Vertices are key points located on the major axis of an ellipse. These points are where the ellipse is the widest, and they determine the span of the ellipse from top to bottom or side to side, depending on the orientation. For the ellipse expressed in its standard form \[ \frac{x^2}{a^2} + \frac{y^2}{b^2} = 1 \] the vertices are found by locating \(b\), the semi-major length if \(b^2 > a^2\). The vertices will be at \((0, \pm b)\) or \((\pm b, 0)\) depending on whether the major axis is vertical or horizontal. In our example,

• The equation is \(\frac{x^2}{4} + \frac{y^2}{9} = 1\).
• The value \(b = 3\) because \(b^2 = 9\), and the minor axis has \(a = 2\) because \(a^2 = 4\).
• The vertices are at \((0, 3)\) and \((0, -3)\), as this ellipse is taller than it is wide.

The foci of an ellipse are two fixed points located along the major axis. These points are crucial because the sum of the distances from any point on the ellipse to the foci is constant. To find the foci, we use the formula: \[ c = \sqrt{b^2 - a^2} \]Where \(c\) is the distance from the center of the ellipse to each focus. In our example:

• Given \(a^2 = 4\) and \(b^2 = 9\), substituting these into the formula gives \(c = \sqrt{9 - 4} = \sqrt{5}\).
• The foci are thus located at \((0, \pm \sqrt{5})\), reflecting a vertical alignment along the major axis.

These points lie inside the ellipse, and help define its unique shape.

The eccentricity of an ellipse is a measure of how "stretched out" the ellipse is compared to a circle. It is defined as:\[ e = \frac{c}{b} \]Where \(c\) is the distance from the center to a focus, and \(b\) is the distance from the center to a vertex on the major axis. In our case:

• We have already determined \(c = \sqrt{5}\) and \(b = 3\).
• Substituting these values gives us an eccentricity, \(e = \frac{\sqrt{5}}{3}\).

The eccentricity is always a number between 0 and 1 for ellipses. A smaller eccentricity means the ellipse is closer to being a circle.
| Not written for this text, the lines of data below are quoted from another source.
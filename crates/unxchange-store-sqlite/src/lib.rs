//! SQLite backend for the UnxChange convocatorias collection.
//!
//! Records are stored as JSON documents, one row each, tagged with the schema
//! version they were written with. Interest registrations live in a separate
//! membership table. Wraps [`tokio_rusqlite`] so all database access runs on a
//! dedicated thread without blocking the async runtime.

mod encode;
mod schema;
mod store;

pub mod error;

pub use error::{Error, Result};
pub use store::SqliteStore;
fn admin() -> String { token_with("admin@unal.edu.co", "administrador", 3600, SECRET) }
fn professional() -> String { token_with("prof@unal.edu.co", "profesional", 3600, SECRET) }
fn user() -> String { token_with("ana@unal.edu.co", "usuario", 3600, SECRET) }

async fn oneshot_raw(
  state: AppState<SqliteStore>,
  method: &str,
  uri: &str,
  token: Option<&str>,
  body: Option<Value>,
) -> Response {
  let mut builder = Request::builder().method(method).uri(uri);
  if let Some(token) = token {
    builder = builder.header(header::AUTHORIZATION, format!("Bearer {token}"));
  }
  let body = match body {
    Some(v) => {
      builder = builder.header(header::CONTENT_TYPE, "application/json");
      Body::from(v.to_string())
    }
    None => Body::empty(),
  };
  router(state).oneshot(builder.body(body).unwrap()).await.unwrap()
}

async fn call(
  state: &AppState<SqliteStore>,
  method: &str,
  uri: &str,
  token: Option<&str>,
  body: Option<Value>,
) -> (StatusCode, Value) {
  let response = oneshot_raw(state.clone(), method, uri, token, body).await;
  let status = response.status();
  let bytes = axum::body::to_bytes(response.into_body(), usize::MAX).await.unwrap();
  (status, serde_json::from_slice(&bytes).unwrap_or(Value::Null))
}

fn sample(country: &str, institution: &str) -> Value {
  json!({
    "subscriptionYear":  "2024",
    "country":           country,
    "institution":       institution,
    "agreementType":     "Intercambio",
    "validity":          "2024 - 2028",
    "state":             "Vigente",
    "subscriptionLevel": "Universidad Nacional",
    "languages":         ["inglés", "Alemán", "ingles ", "Inglés"],
  })
}

async fn create(state: &AppState<SqliteStore>, body: Value) -> String {
  let (status, record) = call(state, "POST", "/convocatorias", Some(&admin()), Some(body)).await;
  assert_eq!(status, StatusCode::CREATED, "{record}");
  record["id"].as_str().unwrap().to_string()
}
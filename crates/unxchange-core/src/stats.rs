//! Aggregate counts over the whole collection.

use std::collections::BTreeMap;

use serde::{Deserialize, Serialize};

use crate::convocatoria::Convocatoria;

#[derive(Debug, Clone, Default, PartialEq, Eq, Serialize, Deserialize)]
#[serde(rename_all = "camelCase")]
pub struct Stats {
  pub total_records:   u64,
  pub active_records:  u64,
  /// Number of `(record, user)` interest registrations.
  pub total_interests: u64,
  /// Records per language, keyed by the normalised language name.
  pub languages:       BTreeMap<String, u64>,
}

impl Stats {
  pub fn from_records<'a, I>(records: I) -> Self
  where
    I: IntoIterator<Item = &'a Convocatoria>,
  {
    let mut stats = Self::default();
    for record in records {
      stats.total_records += 1;
      if record.is_active() {
        stats.active_records += 1;
      }
      stats.total_interests += record.interested_users.len() as u64;
      for language in &record.document.languages {
        *stats.languages.entry(language.clone()).or_default() += 1;
      }
    }
    stats
  }
}
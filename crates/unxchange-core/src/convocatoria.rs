//! Convocatoria: an academic-exchange agreement record.
//!
//! A stored record is split in two parts: the [`Document`] body, which is what
//! the document store persists, and the set of interested users, which the
//! store keeps as set membership. [`Convocatoria`] is the assembled read model.

use std::{fmt, str::FromStr};

use serde::{Deserialize, Serialize};
use uuid::Uuid;

use crate::{Error, Result};

// ─── Identifier ──────────────────────────────────────────────────────────────

/// Store-assigned identifier of a convocatoria.
#[derive(Debug, Clone, Copy, PartialEq, Eq, Hash, Serialize, Deserialize)]
#[serde(transparent)]
pub struct ConvocatoriaId(Uuid);

impl ConvocatoriaId {
  /// Mint a fresh identifier. Only stores should call this.
  pub fn generate() -> Self { Self(Uuid::new_v4()) }
}

impl From<Uuid> for ConvocatoriaId {
  fn from(id: Uuid) -> Self { Self(id) }
}

impl FromStr for ConvocatoriaId {
  type Err = Error;

  fn from_str(s: &str) -> Result<Self> {
    Uuid::try_parse(s)
      .map(Self)
      .map_err(|_| Error::InvalidId(s.to_owned()))
  }
}

impl fmt::Display for ConvocatoriaId {
  fn fmt(&self, f: &mut fmt::Formatter<'_>) -> fmt::Result {
    self.0.hyphenated().fmt(f)
  }
}

// ─── Stored document ─────────────────────────────────────────────────────────

/// The persisted body of a convocatoria, in the current schema version.
///
/// Deserialisation is lenient: every field defaults, so documents written by
/// older producers still load once the legacy adapter has renamed their keys.
#[derive(Debug, Clone, Default, PartialEq, Eq, Serialize, Deserialize)]
#[serde(rename_all = "camelCase", default)]
pub struct Document {
  pub subscription_year:  String,
  pub country:            String,
  pub institution:        String,
  pub agreement_type:     String,
  pub validity:           String,
  pub state:              String,
  pub subscription_level: String,
  pub languages:          Vec<String>,
  #[serde(skip_serializing_if = "Option::is_none")]
  pub dre_link:           Option<String>,
  #[serde(skip_serializing_if = "Option::is_none")]
  pub agreement_link:     Option<String>,
  #[serde(skip_serializing_if = "Option::is_none")]
  pub international_link: Option<String>,
  #[serde(alias = "Props", skip_serializing_if = "Option::is_none")]
  pub properties:         Option<String>,
}

// ─── Read model ──────────────────────────────────────────────────────────────

/// A convocatoria as returned to callers.
#[derive(Debug, Clone, PartialEq, Eq, Serialize, Deserialize)]
#[serde(rename_all = "camelCase")]
pub struct Convocatoria {
  #[serde(alias = "_id")]
  pub id:               ConvocatoriaId,
  #[serde(flatten)]
  pub document:         Document,
  /// Subjects of users who registered interest. Never contains duplicates.
  #[serde(default)]
  pub interested_users: Vec<String>,
}

impl Convocatoria {
  /// Assemble a record, enforcing the set invariants on `languages` and
  /// `interested_users`.
  pub fn from_parts(
    id: ConvocatoriaId,
    mut document: Document,
    interested_users: Vec<String>,
  ) -> Self {
    document.languages = normalize_languages(&document.languages);
    let mut users: Vec<String> = Vec::with_capacity(interested_users.len());
    for user in interested_users {
      if !users.contains(&user) {
        users.push(user);
      }
    }
    Self { id, document, interested_users: users }
  }

  /// `true` if the record's state reads "Vigente" (case-insensitive).
  pub fn is_active(&self) -> bool {
    self.document.state.trim().to_lowercase() == "vigente"
  }
}

// ─── Create ──────────────────────────────────────────────────────────────────

/// Request body for creating a convocatoria.
///
/// `country` and `institution` are mandatory; everything else defaults.
#[derive(Debug, Clone, Deserialize)]
#[serde(rename_all = "camelCase")]
pub struct NewConvocatoria {
  pub country:            String,
  pub institution:        String,
  #[serde(default)]
  pub subscription_year:  String,
  #[serde(default)]
  pub agreement_type:     String,
  #[serde(default)]
  pub validity:           String,
  #[serde(default)]
  pub state:              String,
  #[serde(default)]
  pub subscription_level: String,
  #[serde(default)]
  pub languages:          Vec<String>,
  #[serde(default)]
  pub dre_link:           Option<String>,
  #[serde(default)]
  pub agreement_link:     Option<String>,
  #[serde(default)]
  pub international_link: Option<String>,
  #[serde(default, alias = "Props")]
  pub properties:         Option<String>,
}

impl NewConvocatoria {
  /// Check mandatory fields and produce the document to persist.
  pub fn validate(self) -> Result<Document> {
    let country = non_blank("country", self.country)?;
    let institution = non_blank("institution", self.institution)?;
    Ok(Document {
      subscription_year: self.subscription_year,
      country,
      institution,
      agreement_type: self.agreement_type,
      validity: self.validity,
      state: self.state,
      subscription_level: self.subscription_level,
      languages: normalize_languages(&self.languages),
      dre_link: self.dre_link,
      agreement_link: self.agreement_link,
      international_link: self.international_link,
      properties: self.properties,
    })
  }
}

// ─── Partial update ──────────────────────────────────────────────────────────

/// Request body for `PATCH`: only supplied fields change.
///
/// Serialises to a JSON merge patch that omits unsupplied fields.
#[derive(Debug, Clone, Default, PartialEq, Eq, Serialize, Deserialize)]
#[serde(rename_all = "camelCase")]
pub struct ConvocatoriaPatch {
  #[serde(default, skip_serializing_if = "Option::is_none")]
  pub subscription_year:  Option<String>,
  #[serde(default, skip_serializing_if = "Option::is_none")]
  pub country:            Option<String>,
  #[serde(default, skip_serializing_if = "Option::is_none")]
  pub institution:        Option<String>,
  #[serde(default, skip_serializing_if = "Option::is_none")]
  pub agreement_type:     Option<String>,
  #[serde(default, skip_serializing_if = "Option::is_none")]
  pub validity:           Option<String>,
  #[serde(default, skip_serializing_if = "Option::is_none")]
  pub state:              Option<String>,
  #[serde(default, skip_serializing_if = "Option::is_none")]
  pub subscription_level: Option<String>,
  #[serde(default, skip_serializing_if = "Option::is_none")]
  pub languages:          Option<Vec<String>>,
  #[serde(default, skip_serializing_if = "Option::is_none")]
  pub dre_link:           Option<String>,
  #[serde(default, skip_serializing_if = "Option::is_none")]
  pub agreement_link:     Option<String>,
  #[serde(default, skip_serializing_if = "Option::is_none")]
  pub international_link: Option<String>,
  #[serde(default, alias = "Props", skip_serializing_if = "Option::is_none")]
  pub properties:         Option<String>,
}

impl ConvocatoriaPatch {
  pub fn is_empty(&self) -> bool { *self == Self::default() }

  /// Reject empty patches and blank mandatory fields; normalise languages.
  pub fn validate(mut self) -> Result<Self> {
    if self.is_empty() {
      return Err(Error::EmptyPatch);
    }
    if let Some(country) = self.country.take() {
      self.country = Some(non_blank("country", country)?);
    }
    if let Some(institution) = self.institution.take() {
      self.institution = Some(non_blank("institution", institution)?);
    }
    if let Some(languages) = &self.languages {
      self.languages = Some(normalize_languages(languages));
    }
    Ok(self)
  }
}

// ─── Helpers ─────────────────────────────────────────────────────────────────

fn non_blank(field: &'static str, value: String) -> Result<String> {
  let trimmed = value.trim();
  if trimmed.is_empty() {
    return Err(Error::BlankField(field));
  }
  Ok(trimmed.to_owned())
}

/// Trim, drop blanks, capitalise, and deduplicate keeping first-seen order.
pub fn normalize_languages<S: AsRef<str>>(languages: &[S]) -> Vec<String> {
  let mut out: Vec<String> = Vec::with_capacity(languages.len());
  for language in languages {
    let language = language.as_ref().trim();
    if language.is_empty() {
      continue;
    }
    let capitalized = capitalize(language);
    if !out.contains(&capitalized) {
      out.push(capitalized);
    }
  }
  out
}

fn capitalize(s: &str) -> String {
  let mut chars = s.chars();
  match chars.next() {
    Some(first) => first
      .to_uppercase()
      .chain(chars.flat_map(char::to_lowercase))
      .collect(),
    None => String::new(),
  }
}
The axes of an ellipse are two mutually perpendicular lines that define the longest and shortest dimensions of the ellipse. These are:

• The **Major Axis**: This is the longer axis, reaching from vertex to vertex. It goes through the center and the foci. For our ellipse, this axis is along the y-axis.
• The **Minor Axis**: This shorter axis is perpendicular to the major axis and stretches across the co-vertices. For our ellipse, it's on the x-axis.

The lengths of these axes are twice the lengths of the semi-major and semi-minor axes:

• Major Axis length = \(2b = 6\) (as \(b = 3\)).
• Minor Axis length = \(2a = 4\) (as \(a = 2\)).
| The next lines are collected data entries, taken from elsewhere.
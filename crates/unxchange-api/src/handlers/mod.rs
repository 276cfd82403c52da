//! axum handlers, one module per resource.

pub mod convocatorias;
pub mod interest;
pub mod stats;

use axum::Json;
use serde_json::{Value, json};
use unxchange_core::convocatoria::ConvocatoriaId;

use crate::error::ApiError;

/// `GET /`: public welcome message.
pub async fn root() -> Json<Value> {
  Json(json!({ "message": "Bienvenido a la API de Convocatorias UnxChange" }))
}

/// Parse a path segment as a record id; malformed ids are a validation error.
pub(crate) fn parse_id(raw: &str) -> Result<ConvocatoriaId, ApiError> {
  Ok(raw.parse::<ConvocatoriaId>()?)
}
//! API error type and [`axum::response::IntoResponse`] implementation.
//!
//! Every failure renders as `{"kind": "...", "error": "..."}` where `kind` is
//! one of `validation`, `unauthorized`, `forbidden`, `not_found`, `upstream`.

use axum::{
  Json,
  extract::rejection::{JsonRejection, QueryRejection},
  http::{HeaderValue, StatusCode, header},
  response::{IntoResponse, Response},
};
use serde_json::json;
use thiserror::Error;
use unxchange_core::{convocatoria::ConvocatoriaId, role::Role};

use crate::auth::AuthError;

/// An error returned by an API handler.
#[derive(Debug, Error)]
pub enum ApiError {
  #[error("{0}")]
  Validation(String),

  #[error("{0}")]
  Unauthorized(#[from] AuthError),

  #[error("insufficient permissions for this action; current role: {role}")]
  Forbidden { role: Role },

  #[error("{0}")]
  NotFound(String),

  #[error("store error: {0}")]
  Store(#[source] Box<dyn std::error::Error + Send + Sync>),
}

impl ApiError {
  pub fn store(e: impl std::error::Error + Send + Sync + 'static) -> Self {
    ApiError::Store(Box::new(e))
  }

  pub fn not_found(id: ConvocatoriaId) -> Self {
    ApiError::NotFound(format!("convocatoria {id} not found"))
  }

  /// Machine-readable discriminator rendered as `kind`.
  pub fn kind(&self) -> &'static str {
    match self {
      ApiError::Validation(_) => "validation",
      ApiError::Unauthorized(_) => "unauthorized",
      ApiError::Forbidden { .. } => "forbidden",
      ApiError::NotFound(_) => "not_found",
      ApiError::Store(_) => "upstream",
    }
  }

  pub fn status(&self) -> StatusCode {
    match self {
      ApiError::Validation(_) => StatusCode::BAD_REQUEST,
      ApiError::Unauthorized(_) => StatusCode::UNAUTHORIZED,
      ApiError::Forbidden { .. } => StatusCode::FORBIDDEN,
      ApiError::NotFound(_) => StatusCode::NOT_FOUND,
      ApiError::Store(_) => StatusCode::INTERNAL_SERVER_ERROR,
    }
  }
}

impl From<unxchange_core::Error> for ApiError {
  fn from(e: unxchange_core::Error) -> Self {
    if e.is_validation() {
      ApiError::Validation(e.to_string())
    } else {
      ApiError::store(e)
    }
  }
}

impl From<JsonRejection> for ApiError {
  fn from(r: JsonRejection) -> Self { ApiError::Validation(r.body_text()) }
}

impl From<QueryRejection> for ApiError {
  fn from(r: QueryRejection) -> Self { ApiError::Validation(r.body_text()) }
}

impl IntoResponse for ApiError {
  fn into_response(self) -> Response {
    let message = match &self {
      ApiError::Store(e) => {
        tracing::error!(error = %e, "store operation failed");
        "internal server error".to_string()
      }
      other => other.to_string(),
    };

    let mut response =
      (self.status(), Json(json!({ "kind": self.kind(), "error": message }))).into_response();

    if matches!(self, ApiError::Unauthorized(_)) {
      response
        .headers_mut()
        .insert(header::WWW_AUTHENTICATE, HeaderValue::from_static("Bearer"));
    }
    response
  }
}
This shape results in a taller ellipse, with the major axis stretching vertically.

To analyze and graph an ellipse easily, it should be expressed in its standard form:\[ \frac{x^2}{a^2} + \frac{y^2}{b^2} = 1 \]The term with the larger denominator \(b^2\) indicates the direction of the major axis. The provided equation\[ 9x^2 + 4y^2 = 36 \] was converted by dividing each term by 36.
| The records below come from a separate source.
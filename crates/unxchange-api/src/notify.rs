//! Best-effort notifications about interest changes.
//!
//! The interest handlers hand an [`InterestEvent`] to [`dispatch`], which
//! delivers it on a spawned task. Delivery failures are logged and dropped;
//! they never affect the HTTP response.

use std::{sync::Arc, time::Duration};

use async_trait::async_trait;
use serde::Serialize;
use thiserror::Error;
use unxchange_core::{
  convocatoria::{Convocatoria, ConvocatoriaId},
  role::Identity,
};

const ENDPOINT_PATH: &str = "/api/v1/notification/convocatoria-elegida/";
const UNDEFINED_DATE: &str = "Por definir";

// ─── Errors ──────────────────────────────────────────────────────────────────

#[derive(Debug, Error)]
pub enum NotifyError {
  #[error("failed to build HTTP client: {0}")]
  Client(#[source] reqwest::Error),

  #[error("notification request failed: {0}")]
  Transport(#[from] reqwest::Error),

  #[error("notification service answered {status}: {body}")]
  Status { status: u16, body: String },
}

// ─── Events ──────────────────────────────────────────────────────────────────

#[derive(Debug, Clone, Copy, PartialEq, Eq, Serialize)]
#[serde(rename_all = "snake_case")]
pub enum InterestEventKind {
  Registered,
  Withdrawn,
}

/// The parts of a record a notification needs.
#[derive(Debug, Clone, PartialEq, Eq)]
pub struct RecordSummary {
  pub id:             ConvocatoriaId,
  pub institution:    String,
  pub country:        String,
  pub agreement_type: String,
  pub validity:       String,
}

impl From<&Convocatoria> for RecordSummary {
  fn from(record: &Convocatoria) -> Self {
    Self {
      id:             record.id,
      institution:    record.document.institution.clone(),
      country:        record.document.country.clone(),
      agreement_type: record.document.agreement_type.clone(),
      validity:       record.document.validity.clone(),
    }
  }
}

#[derive(Debug, Clone, PartialEq, Eq)]
pub struct InterestEvent {
  pub kind:       InterestEventKind,
  pub user_email: String,
  pub username:   String,
  pub summary:    RecordSummary,
}

impl InterestEvent {
  pub fn new(kind: InterestEventKind, identity: &Identity, record: &Convocatoria) -> Self {
    Self {
      kind,
      user_email: identity.subject.clone(),
      username: identity.username().to_owned(),
      summary: RecordSummary::from(record),
    }
  }
}

/// Wire body posted to the notification service.
#[derive(Debug, Serialize)]
pub struct NotificationPayload {
  pub event:                    InterestEventKind,
  pub user_name:                String,
  pub user_email:               String,
  pub convocatoria_titulo:      String,
  pub convocatoria_descripcion: String,
  pub universidad_destino:      String,
  pub fecha_inicio:             String,
  pub fecha_fin:                String,
}

impl From<&InterestEvent> for NotificationPayload {
  fn from(event: &InterestEvent) -> Self {
    let summary = &event.summary;
    let institution = non_blank(&summary.institution).unwrap_or("Universidad");
    let agreement = non_blank(&summary.agreement_type).unwrap_or("intercambio");
    let mut dates = summary.validity.split(" - ");
    let (start, end) = match (dates.next(), dates.next()) {
      (Some(start), Some(end)) => (start.trim().to_owned(), end.trim().to_owned()),
      _ => (UNDEFINED_DATE.to_owned(), UNDEFINED_DATE.to_owned()),
    };

    Self {
      event:                    event.kind,
      user_name:                event.username.clone(),
      user_email:               event.user_email.clone(),
      convocatoria_titulo:      format!("Intercambio en {institution}"),
      convocatoria_descripcion: format!("Programa de {agreement} en {}", summary.country),
      universidad_destino:      summary.institution.clone(),
      fecha_inicio:             start,
      fecha_fin:                end,
    }
  }
}

fn non_blank(s: &str) -> Option<&str> {
  let s = s.trim();
  (!s.is_empty()).then_some(s)
}

// ─── Notifiers ───────────────────────────────────────────────────────────────

#[async_trait]
pub trait Notifier: Send + Sync {
  async fn send_interest_event(&self, event: &InterestEvent) -> Result<(), NotifyError>;
}

/// Posts events to an external HTTP notification service.
pub struct HttpNotifier {
  client:   reqwest::Client,
  endpoint: String,
}

impl HttpNotifier {
  pub fn new(base_url: &str, timeout: Duration) -> Result<Self, NotifyError> {
    let client = reqwest::Client::builder()
      .timeout(timeout)
      .build()
      .map_err(NotifyError::Client)?;
    let endpoint = format!("{}{ENDPOINT_PATH}", base_url.trim_end_matches('/'));
    Ok(Self { client, endpoint })
  }

  pub fn endpoint(&self) -> &str { &self.endpoint }
}

#[async_trait]
impl Notifier for HttpNotifier {
  async fn send_interest_event(&self, event: &InterestEvent) -> Result<(), NotifyError> {
    let payload = NotificationPayload::from(event);
    let response = self.client.post(&self.endpoint).json(&payload).send().await?;

    let status = response.status();
    if status != reqwest::StatusCode::OK {
      let body = response.text().await.unwrap_or_default();
      return Err(NotifyError::Status { status: status.as_u16(), body });
    }
    Ok(())
  }
}

/// Used when no notification service is configured.
pub struct DisabledNotifier;

#[async_trait]
impl Notifier for DisabledNotifier {
  async fn send_interest_event(&self, event: &InterestEvent) -> Result<(), NotifyError> {
    tracing::debug!(
      kind = ?event.kind,
      user = %event.user_email,
      record = %event.summary.id,
      "notifications disabled; dropping event"
    );
    Ok(())
  }
}

/// Deliver `event` in the background.
pub fn dispatch(notifier: Arc<dyn Notifier>, event: InterestEvent) {
  tokio::spawn(async move {
    match notifier.send_interest_event(&event).await {
      Ok(()) => tracing::debug!(
        kind = ?event.kind,
        user = %event.user_email,
        record = %event.summary.id,
        "interest notification delivered"
      ),
      Err(e) => tracing::warn!(
        error = %e,
        user = %event.user_email,
        record = %event.summary.id,
        "failed to deliver interest notification"
      ),
    }
  });
}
• The result is \(\frac{x^2}{4} + \frac{y^2}{9} = 1 \), placing the major axis along the vertical y-axis because \(b^2 > a^2\).
• This form allows us to directly read the values for the semi-axis lengths: \(a = 2\) and \(b = 3\).

This setup simplifies finding other ellipse characteristics like vertices, lengths of axes, eccentricity, and foci.